YOUR TASK:
Scan the entries for the word "DashMap". Every line that has it should be copied.

Collected data entries
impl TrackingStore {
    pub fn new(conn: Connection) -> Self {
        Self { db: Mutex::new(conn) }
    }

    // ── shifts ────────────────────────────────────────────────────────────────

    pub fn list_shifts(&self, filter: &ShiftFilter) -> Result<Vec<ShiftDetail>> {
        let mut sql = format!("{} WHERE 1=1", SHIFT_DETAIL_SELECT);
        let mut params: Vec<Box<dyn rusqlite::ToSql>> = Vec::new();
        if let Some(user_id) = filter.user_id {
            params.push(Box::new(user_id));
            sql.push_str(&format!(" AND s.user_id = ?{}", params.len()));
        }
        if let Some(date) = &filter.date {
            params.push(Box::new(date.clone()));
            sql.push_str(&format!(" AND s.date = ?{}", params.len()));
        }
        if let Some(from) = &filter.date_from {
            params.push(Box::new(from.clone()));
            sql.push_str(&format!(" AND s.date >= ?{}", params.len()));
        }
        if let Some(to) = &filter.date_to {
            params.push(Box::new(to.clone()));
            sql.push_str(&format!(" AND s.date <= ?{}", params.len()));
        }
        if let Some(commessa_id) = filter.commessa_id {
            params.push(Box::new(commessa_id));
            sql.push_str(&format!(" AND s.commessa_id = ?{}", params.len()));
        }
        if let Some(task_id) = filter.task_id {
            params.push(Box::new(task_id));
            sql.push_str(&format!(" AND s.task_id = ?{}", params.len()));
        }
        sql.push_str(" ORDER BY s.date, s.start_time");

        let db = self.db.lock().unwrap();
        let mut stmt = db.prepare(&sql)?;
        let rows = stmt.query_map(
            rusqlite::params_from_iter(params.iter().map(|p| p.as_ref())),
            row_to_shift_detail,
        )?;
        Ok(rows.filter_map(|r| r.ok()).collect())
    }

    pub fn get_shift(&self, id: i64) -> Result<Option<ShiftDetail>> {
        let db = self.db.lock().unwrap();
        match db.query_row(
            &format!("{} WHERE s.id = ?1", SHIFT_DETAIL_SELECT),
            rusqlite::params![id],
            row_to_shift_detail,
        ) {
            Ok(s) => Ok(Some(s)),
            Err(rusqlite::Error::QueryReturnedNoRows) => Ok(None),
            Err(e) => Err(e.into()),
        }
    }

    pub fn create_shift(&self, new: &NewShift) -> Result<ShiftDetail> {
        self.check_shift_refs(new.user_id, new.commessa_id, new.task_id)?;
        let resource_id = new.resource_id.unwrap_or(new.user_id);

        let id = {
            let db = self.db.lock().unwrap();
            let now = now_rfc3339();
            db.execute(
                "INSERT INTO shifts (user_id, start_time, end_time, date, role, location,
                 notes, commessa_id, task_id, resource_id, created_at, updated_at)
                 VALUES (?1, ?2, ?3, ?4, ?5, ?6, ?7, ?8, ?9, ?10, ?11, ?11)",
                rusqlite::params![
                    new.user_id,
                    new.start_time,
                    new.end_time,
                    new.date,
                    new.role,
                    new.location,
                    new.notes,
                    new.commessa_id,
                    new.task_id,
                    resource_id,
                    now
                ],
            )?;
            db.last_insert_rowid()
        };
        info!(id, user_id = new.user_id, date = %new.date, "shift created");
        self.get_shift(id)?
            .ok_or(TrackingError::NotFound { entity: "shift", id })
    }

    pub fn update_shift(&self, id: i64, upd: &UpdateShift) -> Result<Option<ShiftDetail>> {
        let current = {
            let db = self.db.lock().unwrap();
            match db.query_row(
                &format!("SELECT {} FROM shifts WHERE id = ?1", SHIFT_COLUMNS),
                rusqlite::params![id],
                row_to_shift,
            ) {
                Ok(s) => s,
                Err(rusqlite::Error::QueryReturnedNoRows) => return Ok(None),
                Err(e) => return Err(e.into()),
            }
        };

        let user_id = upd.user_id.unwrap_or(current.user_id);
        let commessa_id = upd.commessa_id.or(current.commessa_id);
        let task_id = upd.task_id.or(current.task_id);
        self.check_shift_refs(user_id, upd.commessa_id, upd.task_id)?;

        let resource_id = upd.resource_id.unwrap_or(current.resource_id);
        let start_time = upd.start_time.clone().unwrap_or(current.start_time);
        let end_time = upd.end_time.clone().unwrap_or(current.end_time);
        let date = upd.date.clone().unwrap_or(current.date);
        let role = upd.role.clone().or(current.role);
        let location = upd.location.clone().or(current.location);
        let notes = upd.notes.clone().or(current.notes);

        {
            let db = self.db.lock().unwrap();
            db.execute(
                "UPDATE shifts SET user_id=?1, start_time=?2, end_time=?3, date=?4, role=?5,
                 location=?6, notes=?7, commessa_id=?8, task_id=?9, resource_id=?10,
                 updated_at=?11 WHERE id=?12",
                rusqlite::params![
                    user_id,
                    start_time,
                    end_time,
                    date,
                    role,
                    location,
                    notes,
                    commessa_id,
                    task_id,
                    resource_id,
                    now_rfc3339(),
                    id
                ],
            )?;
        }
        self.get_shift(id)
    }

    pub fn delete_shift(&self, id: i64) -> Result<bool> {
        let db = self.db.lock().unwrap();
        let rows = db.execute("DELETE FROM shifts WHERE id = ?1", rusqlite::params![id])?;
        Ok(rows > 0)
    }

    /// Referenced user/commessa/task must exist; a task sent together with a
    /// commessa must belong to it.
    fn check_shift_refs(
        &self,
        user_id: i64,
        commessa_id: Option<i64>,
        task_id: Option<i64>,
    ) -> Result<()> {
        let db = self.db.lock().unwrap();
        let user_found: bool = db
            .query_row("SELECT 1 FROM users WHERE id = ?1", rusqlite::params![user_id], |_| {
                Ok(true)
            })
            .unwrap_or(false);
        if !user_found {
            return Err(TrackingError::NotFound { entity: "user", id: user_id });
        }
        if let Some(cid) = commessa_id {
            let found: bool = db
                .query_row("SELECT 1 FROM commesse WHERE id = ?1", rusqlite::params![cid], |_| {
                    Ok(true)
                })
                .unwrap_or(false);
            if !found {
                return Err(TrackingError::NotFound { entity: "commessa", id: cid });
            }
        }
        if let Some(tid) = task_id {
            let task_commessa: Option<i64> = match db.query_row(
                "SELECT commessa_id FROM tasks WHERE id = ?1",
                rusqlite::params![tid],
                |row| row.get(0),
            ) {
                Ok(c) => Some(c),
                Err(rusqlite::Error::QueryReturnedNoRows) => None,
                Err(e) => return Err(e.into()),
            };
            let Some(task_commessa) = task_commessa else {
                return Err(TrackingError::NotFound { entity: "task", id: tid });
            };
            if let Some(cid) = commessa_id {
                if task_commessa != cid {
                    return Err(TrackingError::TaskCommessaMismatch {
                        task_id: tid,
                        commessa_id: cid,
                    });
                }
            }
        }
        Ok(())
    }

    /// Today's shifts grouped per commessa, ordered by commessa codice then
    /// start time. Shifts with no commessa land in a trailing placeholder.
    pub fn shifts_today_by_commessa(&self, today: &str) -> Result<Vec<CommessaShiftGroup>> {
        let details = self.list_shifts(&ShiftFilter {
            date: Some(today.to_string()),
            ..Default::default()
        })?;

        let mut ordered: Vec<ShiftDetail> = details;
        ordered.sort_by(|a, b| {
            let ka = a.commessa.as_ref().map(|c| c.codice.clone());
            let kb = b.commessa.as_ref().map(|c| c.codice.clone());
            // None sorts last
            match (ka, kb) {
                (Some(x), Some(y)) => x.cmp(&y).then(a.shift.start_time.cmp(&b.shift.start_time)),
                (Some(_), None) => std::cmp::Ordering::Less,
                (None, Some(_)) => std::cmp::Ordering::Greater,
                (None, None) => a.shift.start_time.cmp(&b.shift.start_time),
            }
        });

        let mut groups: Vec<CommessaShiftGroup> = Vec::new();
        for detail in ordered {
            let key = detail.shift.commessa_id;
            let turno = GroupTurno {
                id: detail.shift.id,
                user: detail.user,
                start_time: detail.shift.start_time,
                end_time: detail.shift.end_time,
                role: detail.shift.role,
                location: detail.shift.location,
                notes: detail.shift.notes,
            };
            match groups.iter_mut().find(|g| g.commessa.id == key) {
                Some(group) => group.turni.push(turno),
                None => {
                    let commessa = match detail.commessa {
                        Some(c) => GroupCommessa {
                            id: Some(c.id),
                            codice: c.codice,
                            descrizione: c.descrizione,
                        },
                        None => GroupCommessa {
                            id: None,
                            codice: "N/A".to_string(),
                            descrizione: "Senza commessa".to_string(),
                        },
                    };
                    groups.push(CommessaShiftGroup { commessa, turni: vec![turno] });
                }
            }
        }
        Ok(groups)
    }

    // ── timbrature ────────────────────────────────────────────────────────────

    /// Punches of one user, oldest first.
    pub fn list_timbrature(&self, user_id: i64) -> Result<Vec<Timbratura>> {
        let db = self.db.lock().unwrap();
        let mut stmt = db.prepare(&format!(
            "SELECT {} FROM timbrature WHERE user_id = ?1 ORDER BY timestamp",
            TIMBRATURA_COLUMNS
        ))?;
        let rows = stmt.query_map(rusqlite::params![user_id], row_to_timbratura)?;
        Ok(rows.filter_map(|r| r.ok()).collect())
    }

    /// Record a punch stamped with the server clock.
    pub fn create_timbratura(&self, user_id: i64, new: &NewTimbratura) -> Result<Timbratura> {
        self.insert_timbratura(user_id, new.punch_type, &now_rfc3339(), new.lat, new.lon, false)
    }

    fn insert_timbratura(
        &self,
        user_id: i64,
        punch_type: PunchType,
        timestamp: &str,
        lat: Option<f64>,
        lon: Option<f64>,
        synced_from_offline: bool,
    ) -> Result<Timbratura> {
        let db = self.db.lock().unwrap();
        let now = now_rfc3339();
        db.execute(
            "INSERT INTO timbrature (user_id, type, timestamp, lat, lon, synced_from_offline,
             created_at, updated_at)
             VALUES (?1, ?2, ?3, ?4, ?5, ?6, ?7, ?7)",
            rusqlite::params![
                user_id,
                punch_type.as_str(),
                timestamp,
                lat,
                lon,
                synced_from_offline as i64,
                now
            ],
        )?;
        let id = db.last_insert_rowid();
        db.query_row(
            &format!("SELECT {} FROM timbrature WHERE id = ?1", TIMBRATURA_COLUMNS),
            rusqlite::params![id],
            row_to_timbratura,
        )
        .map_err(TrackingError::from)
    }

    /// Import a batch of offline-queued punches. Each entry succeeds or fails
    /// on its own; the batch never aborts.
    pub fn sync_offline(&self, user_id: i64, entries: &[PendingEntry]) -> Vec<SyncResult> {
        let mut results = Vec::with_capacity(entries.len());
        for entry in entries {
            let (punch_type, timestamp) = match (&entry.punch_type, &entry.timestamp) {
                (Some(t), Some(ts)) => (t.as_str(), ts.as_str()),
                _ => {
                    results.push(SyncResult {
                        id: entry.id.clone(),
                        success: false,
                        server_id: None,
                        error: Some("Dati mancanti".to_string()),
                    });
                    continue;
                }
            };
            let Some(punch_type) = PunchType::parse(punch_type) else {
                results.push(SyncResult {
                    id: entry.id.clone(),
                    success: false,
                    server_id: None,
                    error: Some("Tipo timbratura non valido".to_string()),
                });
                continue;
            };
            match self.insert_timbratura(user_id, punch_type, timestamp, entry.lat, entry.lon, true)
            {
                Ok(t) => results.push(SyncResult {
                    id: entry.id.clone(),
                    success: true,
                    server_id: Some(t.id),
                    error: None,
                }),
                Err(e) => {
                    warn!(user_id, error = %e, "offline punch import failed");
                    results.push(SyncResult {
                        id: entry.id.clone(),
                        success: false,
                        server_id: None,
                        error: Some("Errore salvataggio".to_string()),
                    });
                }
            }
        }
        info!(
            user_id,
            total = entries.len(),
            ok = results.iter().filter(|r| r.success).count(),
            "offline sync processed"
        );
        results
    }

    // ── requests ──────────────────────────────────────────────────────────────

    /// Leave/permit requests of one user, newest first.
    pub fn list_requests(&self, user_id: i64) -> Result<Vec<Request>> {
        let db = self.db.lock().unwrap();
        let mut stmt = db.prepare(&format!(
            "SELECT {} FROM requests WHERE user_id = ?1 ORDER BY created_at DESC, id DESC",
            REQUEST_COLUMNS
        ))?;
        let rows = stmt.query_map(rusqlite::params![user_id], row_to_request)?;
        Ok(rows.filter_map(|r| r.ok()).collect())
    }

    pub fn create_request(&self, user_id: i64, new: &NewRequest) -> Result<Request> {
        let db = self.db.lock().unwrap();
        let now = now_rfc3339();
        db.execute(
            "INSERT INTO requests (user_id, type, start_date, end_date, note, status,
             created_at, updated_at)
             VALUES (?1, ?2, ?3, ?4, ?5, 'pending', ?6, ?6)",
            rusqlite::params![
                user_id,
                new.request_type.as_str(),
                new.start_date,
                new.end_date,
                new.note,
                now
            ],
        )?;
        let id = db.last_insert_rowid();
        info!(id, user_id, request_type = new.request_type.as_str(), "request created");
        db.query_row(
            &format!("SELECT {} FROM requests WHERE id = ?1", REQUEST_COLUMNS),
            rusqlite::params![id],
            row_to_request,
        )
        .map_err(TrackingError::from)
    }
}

* * *

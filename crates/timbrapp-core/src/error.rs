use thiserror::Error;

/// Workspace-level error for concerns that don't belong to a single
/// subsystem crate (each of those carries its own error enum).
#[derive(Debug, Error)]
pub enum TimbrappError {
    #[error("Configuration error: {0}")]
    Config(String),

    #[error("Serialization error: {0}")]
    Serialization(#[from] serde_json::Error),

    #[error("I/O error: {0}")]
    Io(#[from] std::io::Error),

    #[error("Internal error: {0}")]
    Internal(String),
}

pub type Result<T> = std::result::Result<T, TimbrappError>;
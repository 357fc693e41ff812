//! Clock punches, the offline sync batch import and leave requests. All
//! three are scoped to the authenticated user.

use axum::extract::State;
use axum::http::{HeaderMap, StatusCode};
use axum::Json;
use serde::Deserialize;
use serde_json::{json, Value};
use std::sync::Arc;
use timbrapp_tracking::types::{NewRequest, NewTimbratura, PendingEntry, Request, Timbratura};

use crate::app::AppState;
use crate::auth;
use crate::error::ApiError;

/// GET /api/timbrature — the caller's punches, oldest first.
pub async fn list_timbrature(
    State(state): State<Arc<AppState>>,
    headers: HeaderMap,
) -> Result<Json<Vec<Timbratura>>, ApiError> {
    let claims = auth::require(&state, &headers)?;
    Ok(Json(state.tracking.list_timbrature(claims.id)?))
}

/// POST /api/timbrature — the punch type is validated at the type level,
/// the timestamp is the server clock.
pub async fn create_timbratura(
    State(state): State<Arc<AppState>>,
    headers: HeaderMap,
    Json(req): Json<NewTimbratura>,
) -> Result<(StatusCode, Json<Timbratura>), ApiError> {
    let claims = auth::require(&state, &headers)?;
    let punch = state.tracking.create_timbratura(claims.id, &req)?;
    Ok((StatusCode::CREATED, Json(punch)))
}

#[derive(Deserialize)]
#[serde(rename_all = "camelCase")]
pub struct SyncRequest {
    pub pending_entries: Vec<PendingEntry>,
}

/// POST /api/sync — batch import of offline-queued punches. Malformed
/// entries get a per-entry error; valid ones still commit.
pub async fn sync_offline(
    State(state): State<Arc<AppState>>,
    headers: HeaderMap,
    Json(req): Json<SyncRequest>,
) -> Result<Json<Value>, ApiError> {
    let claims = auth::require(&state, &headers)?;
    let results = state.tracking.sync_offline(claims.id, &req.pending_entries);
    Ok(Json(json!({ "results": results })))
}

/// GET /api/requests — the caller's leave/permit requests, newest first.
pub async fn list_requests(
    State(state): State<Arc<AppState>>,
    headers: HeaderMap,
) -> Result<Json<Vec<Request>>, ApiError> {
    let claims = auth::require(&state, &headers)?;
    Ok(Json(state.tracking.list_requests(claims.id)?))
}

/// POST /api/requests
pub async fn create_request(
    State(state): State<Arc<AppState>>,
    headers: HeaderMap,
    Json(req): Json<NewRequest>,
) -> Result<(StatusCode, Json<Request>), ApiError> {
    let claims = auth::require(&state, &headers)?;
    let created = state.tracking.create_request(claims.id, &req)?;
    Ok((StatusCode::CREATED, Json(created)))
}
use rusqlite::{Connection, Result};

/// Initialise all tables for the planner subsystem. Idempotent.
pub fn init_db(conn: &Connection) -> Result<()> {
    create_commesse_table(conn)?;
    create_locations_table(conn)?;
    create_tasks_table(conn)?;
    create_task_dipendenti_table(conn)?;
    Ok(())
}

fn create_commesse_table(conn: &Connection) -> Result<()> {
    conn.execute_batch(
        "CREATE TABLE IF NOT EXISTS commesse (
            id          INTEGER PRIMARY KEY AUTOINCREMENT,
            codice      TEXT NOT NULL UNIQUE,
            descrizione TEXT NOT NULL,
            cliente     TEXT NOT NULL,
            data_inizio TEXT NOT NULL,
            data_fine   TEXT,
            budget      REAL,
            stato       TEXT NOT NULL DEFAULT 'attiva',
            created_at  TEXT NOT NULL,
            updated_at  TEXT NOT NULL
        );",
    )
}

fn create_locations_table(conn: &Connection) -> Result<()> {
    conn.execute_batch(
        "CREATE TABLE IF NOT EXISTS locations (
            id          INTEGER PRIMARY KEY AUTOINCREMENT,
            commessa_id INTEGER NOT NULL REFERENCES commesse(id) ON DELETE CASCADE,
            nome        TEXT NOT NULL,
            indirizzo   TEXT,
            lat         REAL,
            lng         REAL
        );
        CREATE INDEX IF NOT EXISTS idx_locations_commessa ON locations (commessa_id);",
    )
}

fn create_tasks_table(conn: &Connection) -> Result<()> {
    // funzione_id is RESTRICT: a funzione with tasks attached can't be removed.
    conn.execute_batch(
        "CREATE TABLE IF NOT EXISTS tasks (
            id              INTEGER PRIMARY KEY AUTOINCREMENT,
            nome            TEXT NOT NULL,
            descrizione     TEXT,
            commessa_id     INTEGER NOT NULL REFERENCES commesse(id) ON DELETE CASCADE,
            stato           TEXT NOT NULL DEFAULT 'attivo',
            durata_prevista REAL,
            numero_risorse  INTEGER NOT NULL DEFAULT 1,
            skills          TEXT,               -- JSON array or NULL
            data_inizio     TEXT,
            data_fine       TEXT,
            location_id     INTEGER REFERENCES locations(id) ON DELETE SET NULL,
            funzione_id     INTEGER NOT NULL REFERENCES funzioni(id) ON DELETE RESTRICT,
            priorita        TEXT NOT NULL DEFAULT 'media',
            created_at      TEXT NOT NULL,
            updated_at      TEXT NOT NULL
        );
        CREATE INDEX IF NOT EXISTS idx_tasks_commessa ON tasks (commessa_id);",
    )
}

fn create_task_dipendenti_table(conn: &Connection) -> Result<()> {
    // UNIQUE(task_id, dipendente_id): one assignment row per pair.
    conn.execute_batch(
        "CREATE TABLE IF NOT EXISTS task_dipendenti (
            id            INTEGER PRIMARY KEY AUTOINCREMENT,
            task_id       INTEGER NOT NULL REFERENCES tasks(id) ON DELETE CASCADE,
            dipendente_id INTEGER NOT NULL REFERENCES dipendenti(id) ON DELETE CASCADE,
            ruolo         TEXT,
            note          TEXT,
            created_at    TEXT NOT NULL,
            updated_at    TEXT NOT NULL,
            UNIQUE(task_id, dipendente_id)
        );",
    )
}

...

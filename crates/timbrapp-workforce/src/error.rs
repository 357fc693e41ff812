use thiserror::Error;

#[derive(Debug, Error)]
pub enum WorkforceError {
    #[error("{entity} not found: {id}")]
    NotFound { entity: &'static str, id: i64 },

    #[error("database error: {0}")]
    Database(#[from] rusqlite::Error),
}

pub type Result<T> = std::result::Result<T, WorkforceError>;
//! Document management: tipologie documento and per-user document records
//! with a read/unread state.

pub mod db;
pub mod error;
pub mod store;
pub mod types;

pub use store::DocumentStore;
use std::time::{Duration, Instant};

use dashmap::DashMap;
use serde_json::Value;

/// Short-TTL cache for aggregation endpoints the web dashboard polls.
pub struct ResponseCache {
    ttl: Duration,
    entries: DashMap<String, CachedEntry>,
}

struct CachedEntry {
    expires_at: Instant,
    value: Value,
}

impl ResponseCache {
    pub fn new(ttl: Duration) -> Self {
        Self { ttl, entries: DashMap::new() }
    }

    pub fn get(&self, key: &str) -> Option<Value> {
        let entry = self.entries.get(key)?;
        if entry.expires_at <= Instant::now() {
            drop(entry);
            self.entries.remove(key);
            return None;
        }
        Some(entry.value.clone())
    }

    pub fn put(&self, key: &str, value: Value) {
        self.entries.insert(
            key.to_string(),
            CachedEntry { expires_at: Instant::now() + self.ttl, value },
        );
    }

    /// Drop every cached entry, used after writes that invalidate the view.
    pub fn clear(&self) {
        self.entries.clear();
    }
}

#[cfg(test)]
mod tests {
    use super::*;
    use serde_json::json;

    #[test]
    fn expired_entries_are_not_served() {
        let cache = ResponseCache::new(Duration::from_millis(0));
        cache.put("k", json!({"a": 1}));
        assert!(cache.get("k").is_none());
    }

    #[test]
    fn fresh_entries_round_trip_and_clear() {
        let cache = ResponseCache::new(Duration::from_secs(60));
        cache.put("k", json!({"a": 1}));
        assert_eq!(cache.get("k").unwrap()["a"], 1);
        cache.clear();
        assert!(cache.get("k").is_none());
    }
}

YOUR SOLUTION:
use dashmap::DashMap;
    entries: DashMap<String, CachedEntry>,
        Self { ttl, entries: DashMap::new() }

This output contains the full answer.